* **Directions**
Set down the listing below verbatim, but only from its first line through the line containing "-> Result<Option<SerializerRef<Self>>, ResolveError>".

"""

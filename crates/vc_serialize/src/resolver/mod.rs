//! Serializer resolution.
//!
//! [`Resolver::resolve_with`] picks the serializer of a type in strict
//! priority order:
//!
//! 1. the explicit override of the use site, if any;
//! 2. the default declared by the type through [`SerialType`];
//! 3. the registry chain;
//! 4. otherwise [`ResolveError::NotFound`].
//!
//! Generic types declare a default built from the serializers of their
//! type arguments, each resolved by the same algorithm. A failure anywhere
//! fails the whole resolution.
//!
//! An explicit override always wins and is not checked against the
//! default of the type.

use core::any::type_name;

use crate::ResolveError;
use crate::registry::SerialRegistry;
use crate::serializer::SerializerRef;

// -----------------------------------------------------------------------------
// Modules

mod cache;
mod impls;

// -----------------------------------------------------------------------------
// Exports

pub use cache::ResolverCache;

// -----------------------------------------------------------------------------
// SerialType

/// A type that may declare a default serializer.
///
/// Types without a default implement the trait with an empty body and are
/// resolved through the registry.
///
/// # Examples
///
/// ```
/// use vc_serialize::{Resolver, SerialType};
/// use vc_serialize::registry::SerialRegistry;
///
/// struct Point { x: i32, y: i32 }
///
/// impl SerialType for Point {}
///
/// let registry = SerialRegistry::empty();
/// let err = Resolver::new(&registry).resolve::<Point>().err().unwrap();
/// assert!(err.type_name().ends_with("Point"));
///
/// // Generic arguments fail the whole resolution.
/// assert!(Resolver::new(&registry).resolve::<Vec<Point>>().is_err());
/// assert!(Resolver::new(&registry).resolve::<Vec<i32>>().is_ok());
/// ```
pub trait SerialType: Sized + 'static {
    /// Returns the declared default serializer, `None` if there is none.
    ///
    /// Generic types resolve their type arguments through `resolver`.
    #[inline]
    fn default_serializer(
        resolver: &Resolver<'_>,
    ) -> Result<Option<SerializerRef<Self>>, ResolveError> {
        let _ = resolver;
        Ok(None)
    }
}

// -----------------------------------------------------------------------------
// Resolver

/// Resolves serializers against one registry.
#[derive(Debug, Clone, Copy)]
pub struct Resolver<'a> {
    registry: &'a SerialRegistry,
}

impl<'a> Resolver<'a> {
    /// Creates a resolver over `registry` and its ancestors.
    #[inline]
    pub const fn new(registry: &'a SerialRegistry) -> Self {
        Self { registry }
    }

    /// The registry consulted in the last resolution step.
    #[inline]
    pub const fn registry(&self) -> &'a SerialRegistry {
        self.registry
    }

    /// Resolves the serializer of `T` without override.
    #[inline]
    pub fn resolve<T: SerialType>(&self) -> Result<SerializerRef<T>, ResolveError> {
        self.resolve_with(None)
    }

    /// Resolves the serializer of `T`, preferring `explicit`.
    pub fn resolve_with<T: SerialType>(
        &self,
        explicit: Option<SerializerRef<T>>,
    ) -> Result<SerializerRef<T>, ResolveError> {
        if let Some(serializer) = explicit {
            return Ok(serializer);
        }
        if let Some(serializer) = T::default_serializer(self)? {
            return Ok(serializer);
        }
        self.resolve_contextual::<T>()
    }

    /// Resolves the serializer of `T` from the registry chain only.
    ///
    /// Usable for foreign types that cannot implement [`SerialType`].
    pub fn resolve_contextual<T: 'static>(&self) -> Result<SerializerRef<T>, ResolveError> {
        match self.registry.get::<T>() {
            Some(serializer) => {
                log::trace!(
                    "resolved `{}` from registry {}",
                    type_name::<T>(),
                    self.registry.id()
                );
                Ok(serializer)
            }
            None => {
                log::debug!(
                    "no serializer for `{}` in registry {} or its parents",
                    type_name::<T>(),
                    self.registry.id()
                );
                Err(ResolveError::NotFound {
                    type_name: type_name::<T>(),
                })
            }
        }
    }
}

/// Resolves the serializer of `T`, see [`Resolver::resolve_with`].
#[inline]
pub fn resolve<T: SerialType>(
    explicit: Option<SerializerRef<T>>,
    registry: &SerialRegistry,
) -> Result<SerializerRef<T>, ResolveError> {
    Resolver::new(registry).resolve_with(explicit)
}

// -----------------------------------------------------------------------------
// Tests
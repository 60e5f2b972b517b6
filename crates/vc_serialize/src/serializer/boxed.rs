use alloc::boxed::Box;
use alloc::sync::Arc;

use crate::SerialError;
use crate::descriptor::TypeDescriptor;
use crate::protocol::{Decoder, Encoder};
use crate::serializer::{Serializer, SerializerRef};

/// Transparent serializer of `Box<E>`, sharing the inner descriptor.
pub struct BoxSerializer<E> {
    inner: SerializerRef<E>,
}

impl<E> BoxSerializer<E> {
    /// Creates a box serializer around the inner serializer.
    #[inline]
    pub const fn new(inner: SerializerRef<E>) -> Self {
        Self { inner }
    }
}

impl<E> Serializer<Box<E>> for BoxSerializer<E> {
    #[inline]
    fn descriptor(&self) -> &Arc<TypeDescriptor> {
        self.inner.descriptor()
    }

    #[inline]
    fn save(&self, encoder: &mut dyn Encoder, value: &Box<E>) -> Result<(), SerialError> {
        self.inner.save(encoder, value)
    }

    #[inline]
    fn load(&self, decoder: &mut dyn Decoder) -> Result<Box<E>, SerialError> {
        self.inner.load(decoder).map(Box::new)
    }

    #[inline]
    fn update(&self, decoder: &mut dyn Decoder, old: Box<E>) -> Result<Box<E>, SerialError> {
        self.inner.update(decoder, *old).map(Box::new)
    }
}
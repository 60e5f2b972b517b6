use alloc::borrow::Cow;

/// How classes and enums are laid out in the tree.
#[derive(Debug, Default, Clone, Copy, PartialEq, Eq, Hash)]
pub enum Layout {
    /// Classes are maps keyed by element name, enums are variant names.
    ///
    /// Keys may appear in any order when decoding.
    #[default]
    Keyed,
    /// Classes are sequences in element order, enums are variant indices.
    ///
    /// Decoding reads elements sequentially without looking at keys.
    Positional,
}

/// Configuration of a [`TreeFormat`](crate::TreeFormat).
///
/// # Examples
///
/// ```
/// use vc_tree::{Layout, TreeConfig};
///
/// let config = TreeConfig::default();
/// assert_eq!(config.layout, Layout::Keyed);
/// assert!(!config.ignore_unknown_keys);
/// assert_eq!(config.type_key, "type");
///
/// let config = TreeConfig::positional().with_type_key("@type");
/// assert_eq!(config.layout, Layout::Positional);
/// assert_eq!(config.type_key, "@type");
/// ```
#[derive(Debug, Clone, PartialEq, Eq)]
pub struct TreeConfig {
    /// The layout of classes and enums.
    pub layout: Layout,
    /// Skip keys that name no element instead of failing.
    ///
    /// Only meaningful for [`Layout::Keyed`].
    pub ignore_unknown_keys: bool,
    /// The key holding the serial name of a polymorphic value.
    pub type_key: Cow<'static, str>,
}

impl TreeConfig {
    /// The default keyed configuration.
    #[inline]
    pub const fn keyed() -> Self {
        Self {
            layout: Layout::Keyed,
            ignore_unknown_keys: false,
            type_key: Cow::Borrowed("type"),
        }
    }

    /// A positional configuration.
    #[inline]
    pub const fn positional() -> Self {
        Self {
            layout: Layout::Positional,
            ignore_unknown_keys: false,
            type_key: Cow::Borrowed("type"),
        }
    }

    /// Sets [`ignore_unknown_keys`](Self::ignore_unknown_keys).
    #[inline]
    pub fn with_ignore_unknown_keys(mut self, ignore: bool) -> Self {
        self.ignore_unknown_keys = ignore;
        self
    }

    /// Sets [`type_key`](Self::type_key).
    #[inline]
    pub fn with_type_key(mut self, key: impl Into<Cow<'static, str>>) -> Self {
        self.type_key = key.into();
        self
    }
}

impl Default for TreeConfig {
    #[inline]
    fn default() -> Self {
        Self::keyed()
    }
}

"""

* **Reply to the exercise**
filename crates/vc_serialize/src/resolver/mod.rs
//! Serializer resolution.
//!
//! [`Resolver::resolve_with`] picks the serializer of a type in strict
//! priority order:
//!
//! 1. the explicit override of the use site, if any;
//! 2. the default declared by the type through [`SerialType`];
//! 3. the registry chain;
//! 4. otherwise [`ResolveError::NotFound`].
//!
//! Generic types declare a default built from the serializers of their
//! type arguments, each resolved by the same algorithm. A failure anywhere
//! fails the whole resolution.
//!
//! An explicit override always wins and is not checked against the
//! default of the type.

use core::any::type_name;

use crate::ResolveError;
use crate::registry::SerialRegistry;
use crate::serializer::SerializerRef;

// -----------------------------------------------------------------------------
// Modules

mod cache;
mod impls;

// -----------------------------------------------------------------------------
// Exports

pub use cache::ResolverCache;

// -----------------------------------------------------------------------------
// SerialType

/// A type that may declare a default serializer.
///
/// Types without a default implement the trait with an empty body and are
/// resolved through the registry.
///
/// # Examples
///
/// ```
/// use vc_serialize::{Resolver, SerialType};
/// use vc_serialize::registry::SerialRegistry;
///
/// struct Point { x: i32, y: i32 }
///
/// impl SerialType for Point {}
///
/// let registry = SerialRegistry::empty();
/// let err = Resolver::new(&registry).resolve::<Point>().err().unwrap();
/// assert!(err.type_name().ends_with("Point"));
///
/// // Generic arguments fail the whole resolution.
/// assert!(Resolver::new(&registry).resolve::<Vec<Point>>().is_err());
/// assert!(Resolver::new(&registry).resolve::<Vec<i32>>().is_ok());
/// ```
pub trait SerialType: Sized + 'static {
    /// Returns the declared default serializer, `None` if there is none.
    ///
    /// Generic types resolve their type arguments through `resolver`.
    #[inline]
    fn default_serializer(
        resolver: &Resolver<'_>,
    ) -> Result<Option<SerializerRef<Self>>, ResolveError> {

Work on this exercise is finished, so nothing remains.